RDKit Conversion Issue

[zachcp]

Hi @padix-key ,

As a follow up to zachcp/moltite#1, I just tried to use this new feature and the conversion gives me an empty stack. I can track this down if needed but do you think you could confirm if this is reproducible on your end?

import rdkit
import biotite

print(biotite.__version__)
print(rdkit.__version__)
# 1.1.1.dev43+g4c7204af
# 2024.09.5


from rdkit import Chem
from biotite.interface import rdkit as irdk

# Example SMILES string
smiles = "CC(=O)OC1=CC=CC=C1"  # Aspirin

# Convert SMILES to mol object
mol = Chem.MolFromSmiles(smiles)

biotite_mol = irdk.from_mol(mol)
biotite_mol

# the conversion gives me an empty stack...
# stack([ ])

[zachcp]

I can confirm the above with this minimal env.

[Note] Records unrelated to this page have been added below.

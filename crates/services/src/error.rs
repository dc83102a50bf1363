//! Shared error types for the services crate.

use thiserror::Error;

use orfo_core::model::{CategoryError, QuestionError, ScheduleError};
use storage::repository::StorageError;
use storage::sqlite::SqliteInitError;

/// Errors emitted by the quiz engine and its workflow.
#[derive(Debug, Error)]
#[non_exhaustive]
pub enum QuizError {
    #[error("unknown category: {0}")]
    UnknownCategory(String),

    #[error("category has no questions")]
    EmptyCategory,

    #[error("no quiz session is active")]
    Stale,

    #[error("no question is awaiting an answer")]
    NoActiveQuestion,

    #[error("round refill produced no candidates")]
    EngineInvariant,

    #[error(transparent)]
    Storage(#[from] StorageError),
}

/// Errors emitted by the shared-pool game.
#[derive(Debug, Error)]
#[non_exhaustive]
pub enum GlobalGameError {
    #[error("the shared pool has no questions")]
    EmptyPool,

    #[error("no global game is active")]
    Stale,

    #[error("no question is awaiting an answer")]
    NoActiveQuestion,

    #[error(transparent)]
    Storage(#[from] StorageError),
}

/// Errors emitted by the reminder scheduler and schedule configuration.
#[derive(Debug, Error)]
#[non_exhaustive]
pub enum ReminderError {
    #[error("no reminder is awaiting an answer")]
    Stale,

    #[error("weighted selection failed: {0}")]
    Selection(String),

    #[error(transparent)]
    Schedule(#[from] ScheduleError),

    #[error(transparent)]
    Storage(#[from] StorageError),
}

/// Errors emitted by mistake browsing and maintenance.
#[derive(Debug, Error)]
#[non_exhaustive]
pub enum MistakeError {
    #[error("no mistakes recorded")]
    NoMistakes,

    #[error("no listing is open")]
    Stale,

    #[error("unknown mistake entry")]
    UnknownEntry,

    #[error("count may only be lowered, current value is {current}")]
    NotLower { current: u32 },

    #[error(transparent)]
    Storage(#[from] StorageError),
}

/// Errors emitted by category and question management.
#[derive(Debug, Error)]
#[non_exhaustive]
pub enum CatalogError {
    #[error("category already exists: {0}")]
    DuplicateCategory(String),

    #[error("unknown category: {0}")]
    UnknownCategory(String),

    #[error("you have no categories yet")]
    NoCategories,

    #[error("nothing matched the search")]
    NoMatches,

    #[error("the session is stale, start over")]
    Stale,

    #[error("confirm with 1 or cancel with 0")]
    InvalidConfirmation,

    #[error(transparent)]
    Question(#[from] QuestionError),

    #[error(transparent)]
    Category(#[from] CategoryError),

    #[error(transparent)]
    Storage(#[from] StorageError),
}

/// Errors emitted while bootstrapping app services.
#[derive(Debug, Error)]
#[non_exhaustive]
pub enum AppServicesError {
    #[error(transparent)]
    Sqlite(#[from] SqliteInitError),

    #[error(transparent)]
    Storage(#[from] StorageError),
}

This is python 3.13.

# pixi.toml
[project]
authors = ["Zachary Charlop-Powers <>"]
channels = ["conda-forge"]
name = "test"
platforms = ["osx-arm64"]
version = "0.1.0"

[tasks]

[dependencies]
rdkit = ">=2024.9.5,<2025"
ipython = ">=8.32.0,<9"

[pypi-dependencies]
biotite = { git = "https://github.com/biotite-dev/biotite", rev = "4c7204afd07c489117243fd8ad4a67f787a4a820" }

pixi run ipython
# paste code from above.

[padix-key]

Hi, thanks for reporting. @Croydon-Brixton also encountered this problem (#741 (comment)) and already prepared a fix (padix-key#13). The reason is that the AtomArrayStack contains one model per conformer and a Mol freshly created from a SMILES string does not contain any conformer. In the fix from @Croydon-Brixton the AtomArrayStack will have a coordinate array full of NaN values in this case.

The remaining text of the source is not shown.